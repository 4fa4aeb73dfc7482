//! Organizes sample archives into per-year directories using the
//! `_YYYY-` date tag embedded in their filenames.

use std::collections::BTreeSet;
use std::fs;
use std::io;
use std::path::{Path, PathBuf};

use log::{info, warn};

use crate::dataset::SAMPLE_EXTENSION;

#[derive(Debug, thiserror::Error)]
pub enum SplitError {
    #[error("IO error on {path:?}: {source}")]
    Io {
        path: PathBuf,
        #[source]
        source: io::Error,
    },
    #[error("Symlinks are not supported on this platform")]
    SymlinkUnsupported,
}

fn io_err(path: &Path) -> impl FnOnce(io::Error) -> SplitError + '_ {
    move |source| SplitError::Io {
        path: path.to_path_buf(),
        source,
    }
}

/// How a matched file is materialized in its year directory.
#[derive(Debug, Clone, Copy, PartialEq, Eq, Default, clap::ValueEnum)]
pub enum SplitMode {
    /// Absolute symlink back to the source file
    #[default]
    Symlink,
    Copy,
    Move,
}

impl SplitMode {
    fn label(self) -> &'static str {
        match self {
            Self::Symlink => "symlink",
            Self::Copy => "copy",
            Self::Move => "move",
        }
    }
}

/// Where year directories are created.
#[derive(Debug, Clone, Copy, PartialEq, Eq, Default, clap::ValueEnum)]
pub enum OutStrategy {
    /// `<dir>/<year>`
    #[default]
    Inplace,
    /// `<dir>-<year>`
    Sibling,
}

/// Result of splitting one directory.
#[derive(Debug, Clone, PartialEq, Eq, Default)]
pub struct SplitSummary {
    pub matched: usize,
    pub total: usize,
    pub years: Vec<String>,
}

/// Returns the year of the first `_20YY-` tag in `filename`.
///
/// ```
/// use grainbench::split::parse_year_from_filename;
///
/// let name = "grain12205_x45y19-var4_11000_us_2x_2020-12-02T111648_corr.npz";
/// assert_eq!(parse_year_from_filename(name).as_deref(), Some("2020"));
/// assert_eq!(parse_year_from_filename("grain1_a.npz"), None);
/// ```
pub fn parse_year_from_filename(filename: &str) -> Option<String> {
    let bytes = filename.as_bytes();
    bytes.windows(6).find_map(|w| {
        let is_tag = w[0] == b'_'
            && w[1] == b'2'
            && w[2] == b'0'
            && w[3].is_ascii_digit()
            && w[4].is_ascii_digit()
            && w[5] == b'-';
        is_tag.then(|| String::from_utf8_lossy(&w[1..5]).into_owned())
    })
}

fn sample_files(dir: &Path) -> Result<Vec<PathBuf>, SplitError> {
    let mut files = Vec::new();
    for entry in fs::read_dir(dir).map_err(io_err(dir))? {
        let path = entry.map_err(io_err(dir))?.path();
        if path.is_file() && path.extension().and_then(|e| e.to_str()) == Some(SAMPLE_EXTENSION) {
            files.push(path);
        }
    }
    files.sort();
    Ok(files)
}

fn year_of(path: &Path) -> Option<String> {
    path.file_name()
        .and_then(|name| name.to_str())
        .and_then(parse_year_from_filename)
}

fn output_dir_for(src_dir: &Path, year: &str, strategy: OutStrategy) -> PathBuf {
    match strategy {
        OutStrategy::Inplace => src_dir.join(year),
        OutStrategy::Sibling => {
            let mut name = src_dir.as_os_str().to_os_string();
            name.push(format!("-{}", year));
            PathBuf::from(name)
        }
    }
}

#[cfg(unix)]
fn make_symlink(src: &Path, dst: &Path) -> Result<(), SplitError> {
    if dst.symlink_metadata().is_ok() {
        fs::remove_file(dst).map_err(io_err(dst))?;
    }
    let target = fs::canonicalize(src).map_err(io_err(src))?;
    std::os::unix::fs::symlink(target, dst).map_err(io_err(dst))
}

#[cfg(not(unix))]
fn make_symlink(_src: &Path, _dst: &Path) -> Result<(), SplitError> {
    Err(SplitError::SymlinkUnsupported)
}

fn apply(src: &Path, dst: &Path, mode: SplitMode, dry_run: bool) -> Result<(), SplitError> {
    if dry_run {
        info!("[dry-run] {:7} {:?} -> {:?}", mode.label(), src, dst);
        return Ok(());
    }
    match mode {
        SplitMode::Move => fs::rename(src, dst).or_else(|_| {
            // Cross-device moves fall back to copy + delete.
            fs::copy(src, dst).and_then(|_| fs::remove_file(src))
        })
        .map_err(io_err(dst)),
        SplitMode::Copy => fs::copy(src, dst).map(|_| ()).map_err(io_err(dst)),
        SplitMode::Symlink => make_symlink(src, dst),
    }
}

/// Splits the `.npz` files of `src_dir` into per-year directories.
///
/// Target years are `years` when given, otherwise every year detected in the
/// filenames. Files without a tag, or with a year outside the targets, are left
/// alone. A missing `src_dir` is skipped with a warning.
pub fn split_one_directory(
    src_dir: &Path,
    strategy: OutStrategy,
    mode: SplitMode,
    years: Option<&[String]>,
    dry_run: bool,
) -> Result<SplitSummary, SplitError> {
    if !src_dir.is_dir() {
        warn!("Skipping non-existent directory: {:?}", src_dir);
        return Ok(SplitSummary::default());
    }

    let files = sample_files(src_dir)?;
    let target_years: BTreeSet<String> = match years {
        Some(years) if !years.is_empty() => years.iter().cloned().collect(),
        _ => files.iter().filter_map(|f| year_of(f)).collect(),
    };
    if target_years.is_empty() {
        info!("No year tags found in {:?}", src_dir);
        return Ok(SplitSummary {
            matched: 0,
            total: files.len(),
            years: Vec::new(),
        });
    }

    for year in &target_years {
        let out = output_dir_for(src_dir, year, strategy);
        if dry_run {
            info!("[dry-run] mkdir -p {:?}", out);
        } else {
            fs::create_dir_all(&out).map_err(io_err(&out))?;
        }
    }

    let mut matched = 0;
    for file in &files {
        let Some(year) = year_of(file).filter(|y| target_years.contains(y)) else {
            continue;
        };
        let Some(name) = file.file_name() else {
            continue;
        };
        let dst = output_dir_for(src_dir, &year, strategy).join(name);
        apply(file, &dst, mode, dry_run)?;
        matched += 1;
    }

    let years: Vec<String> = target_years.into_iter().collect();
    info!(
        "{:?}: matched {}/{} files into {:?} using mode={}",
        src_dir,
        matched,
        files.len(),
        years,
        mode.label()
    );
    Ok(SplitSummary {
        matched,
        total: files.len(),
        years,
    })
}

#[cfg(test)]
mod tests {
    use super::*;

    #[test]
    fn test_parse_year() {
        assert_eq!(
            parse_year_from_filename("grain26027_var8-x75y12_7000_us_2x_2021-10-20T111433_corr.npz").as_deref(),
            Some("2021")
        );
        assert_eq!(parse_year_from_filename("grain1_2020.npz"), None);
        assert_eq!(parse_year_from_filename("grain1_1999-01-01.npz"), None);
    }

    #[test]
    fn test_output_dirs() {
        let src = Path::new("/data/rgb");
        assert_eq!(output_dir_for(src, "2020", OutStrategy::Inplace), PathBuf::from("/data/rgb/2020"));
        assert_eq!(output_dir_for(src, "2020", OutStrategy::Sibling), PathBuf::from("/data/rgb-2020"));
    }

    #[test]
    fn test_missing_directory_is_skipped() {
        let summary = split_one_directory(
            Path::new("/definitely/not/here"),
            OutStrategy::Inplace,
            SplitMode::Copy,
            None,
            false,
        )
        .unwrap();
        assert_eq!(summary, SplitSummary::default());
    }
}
⁂
Each record must be repeated exactly as it appears above.

Solution to the exercise -
repository 4fa4aeb73dfc7482
//! Organizes sample archives into per-year directories using the
//! `_YYYY-` date tag embedded in their filenames.

use std::collections::BTreeSet;
use std::fs;
use std::io;
use std::path::{Path, PathBuf};

use log::{info, warn};

use crate::dataset::SAMPLE_EXTENSION;

#[derive(Debug, thiserror::Error)]
pub enum SplitError {
    #[error("IO error on {path:?}: {source}")]
    Io {
        path: PathBuf,
        #[source]
        source: io::Error,
    },
    #[error("Symlinks are not supported on this platform")]
    SymlinkUnsupported,
}

fn io_err(path: &Path) -> impl FnOnce(io::Error) -> SplitError + '_ {
    move |source| SplitError::Io {
        path: path.to_path_buf(),
        source,
    }
}

/// How a matched file is materialized in its year directory.
#[derive(Debug, Clone, Copy, PartialEq, Eq, Default, clap::ValueEnum)]
pub enum SplitMode {
    /// Absolute symlink back to the source file
    #[default]
    Symlink,
    Copy,
    Move,
}

impl SplitMode {
    fn label(self) -> &'static str {
        match self {
            Self::Symlink => "symlink",
            Self::Copy => "copy",
            Self::Move => "move",
        }
    }
}

/// Where year directories are created.
#[derive(Debug, Clone, Copy, PartialEq, Eq, Default, clap::ValueEnum)]
pub enum OutStrategy {
    /// `<dir>/<year>`
    #[default]
    Inplace,
    /// `<dir>-<year>`
    Sibling,
}

/// Result of splitting one directory.
#[derive(Debug, Clone, PartialEq, Eq, Default)]
pub struct SplitSummary {
    pub matched: usize,
    pub total: usize,
    pub years: Vec<String>,
}

/// Returns the year of the first `_20YY-` tag in `filename`.
///
/// ```
/// use grainbench::split::parse_year_from_filename;
///
/// let name = "grain12205_x45y19-var4_11000_us_2x_2020-12-02T111648_corr.npz";
/// assert_eq!(parse_year_from_filename(name).as_deref(), Some("2020"));
/// assert_eq!(parse_year_from_filename("grain1_a.npz"), None);
/// ```
pub fn parse_year_from_filename(filename: &str) -> Option<String> {
    let bytes = filename.as_bytes();
    bytes.windows(6).find_map(|w| {
        let is_tag = w[0] == b'_'
            && w[1] == b'2'
            && w[2] == b'0'
            && w[3].is_ascii_digit()
            && w[4].is_ascii_digit()
            && w[5] == b'-';
        is_tag.then(|| String::from_utf8_lossy(&w[1..5]).into_owned())
    })
}

fn sample_files(dir: &Path) -> Result<Vec<PathBuf>, SplitError> {
    let mut files = Vec::new();
    for entry in fs::read_dir(dir).map_err(io_err(dir))? {
        let path = entry.map_err(io_err(dir))?.path();
        if path.is_file() && path.extension().and_then(|e| e.to_str()) == Some(SAMPLE_EXTENSION) {
            files.push(path);
        }
    }
    files.sort();
    Ok(files)
}

fn year_of(path: &Path) -> Option<String> {
    path.file_name()
        .and_then(|name| name.to_str())
        .and_then(parse_year_from_filename)
}

fn output_dir_for(src_dir: &Path, year: &str, strategy: OutStrategy) -> PathBuf {
    match strategy {
        OutStrategy::Inplace => src_dir.join(year),
        OutStrategy::Sibling => {
            let mut name = src_dir.as_os_str().to_os_string();
            name.push(format!("-{}", year));
            PathBuf::from(name)
        }
    }
}

#[cfg(unix)]
fn make_symlink(src: &Path, dst: &Path) -> Result<(), SplitError> {
    if dst.symlink_metadata().is_ok() {
        fs::remove_file(dst).map_err(io_err(dst))?;
    }
    let target = fs::canonicalize(src).map_err(io_err(src))?;
    std::os::unix::fs::symlink(target, dst).map_err(io_err(dst))
}

#[cfg(not(unix))]
fn make_symlink(_src: &Path, _dst: &Path) -> Result<(), SplitError> {
    Err(SplitError::SymlinkUnsupported)
}

fn apply(src: &Path, dst: &Path, mode: SplitMode, dry_run: bool) -> Result<(), SplitError> {
    if dry_run {
        info!("[dry-run] {:7} {:?} -> {:?}", mode.label(), src, dst);
        return Ok(());
    }
    match mode {
        SplitMode::Move => fs::rename(src, dst).or_else(|_| {
            // Cross-device moves fall back to copy + delete.
            fs::copy(src, dst).and_then(|_| fs::remove_file(src))
        })
        .map_err(io_err(dst)),
        SplitMode::Copy => fs::copy(src, dst).map(|_| ()).map_err(io_err(dst)),
        SplitMode::Symlink => make_symlink(src, dst),
    }
}

/// Splits the `.npz` files of `src_dir` into per-year directories.
///
/// Target years are `years` when given, otherwise every year detected in the
/// filenames. Files without a tag, or with a year outside the targets, are left
/// alone. A missing `src_dir` is skipped with a warning.
pub fn split_one_directory(
    src_dir: &Path,
    strategy: OutStrategy,
    mode: SplitMode,
    years: Option<&[String]>,
    dry_run: bool,
) -> Result<SplitSummary, SplitError> {
    if !src_dir.is_dir() {
        warn!("Skipping non-existent directory: {:?}", src_dir);
        return Ok(SplitSummary::default());
    }

    let files = sample_files(src_dir)?;
    let target_years: BTreeSet<String> = match years {
        Some(years) if !years.is_empty() => years.iter().cloned().collect(),
        _ => files.iter().filter_map(|f| year_of(f)).collect(),
    };
    if target_years.is_empty() {
        info!("No year tags found in {:?}", src_dir);
        return Ok(SplitSummary {
            matched: 0,
            total: files.len(),
            years: Vec::new(),
        });
    }

    for year in &target_years {
        let out = output_dir_for(src_dir, year, strategy);
        if dry_run {
            info!("[dry-run] mkdir -p {:?}", out);
        } else {
            fs::create_dir_all(&out).map_err(io_err(&out))?;
        }
    }

    let mut matched = 0;
    for file in &files {
        let Some(year) = year_of(file).filter(|y| target_years.contains(y)) else {
            continue;
        };
        let Some(name) = file.file_name() else {
            continue;
        };
        let dst = output_dir_for(src_dir, &year, strategy).join(name);
        apply(file, &dst, mode, dry_run)?;
        matched += 1;
    }

    let years: Vec<String> = target_years.into_iter().collect();
    info!(
        "{:?}: matched {}/{} files into {:?} using mode={}",
        src_dir,
        matched,
        files.len(),
        years,
        mode.label()
    );
    Ok(SplitSummary {
        matched,
        total: files.len(),
        years,
    })
}

#[cfg(test)]
mod tests {
    use super::*;

    #[test]
    fn test_parse_year() {
        assert_eq!(
            parse_year_from_filename("grain26027_var8-x75y12_7000_us_2x_2021-10-20T111433_corr.npz").as_deref(),
            Some("2021")
        );
        assert_eq!(parse_year_from_filename("grain1_2020.npz"), None);
        assert_eq!(parse_year_from_filename("grain1_1999-01-01.npz"), None);
    }

    #[test]
    fn test_output_dirs() {
        let src = Path::new("/data/rgb");
        assert_eq!(output_dir_for(src, "2020", OutStrategy::Inplace), PathBuf::from("/data/rgb/2020"));
        assert_eq!(output_dir_for(src, "2020", OutStrategy::Sibling), PathBuf::from("/data/rgb-2020"));
    }

    #[test]
    fn test_missing_directory_is_skipped() {
        let summary = split_one_directory(
            Path::new("/definitely/not/here"),
            OutStrategy::Inplace,
            SplitMode::Copy,
            None,
            false,
        )
        .unwrap();
        assert_eq!(summary, SplitSummary::default());
    }
}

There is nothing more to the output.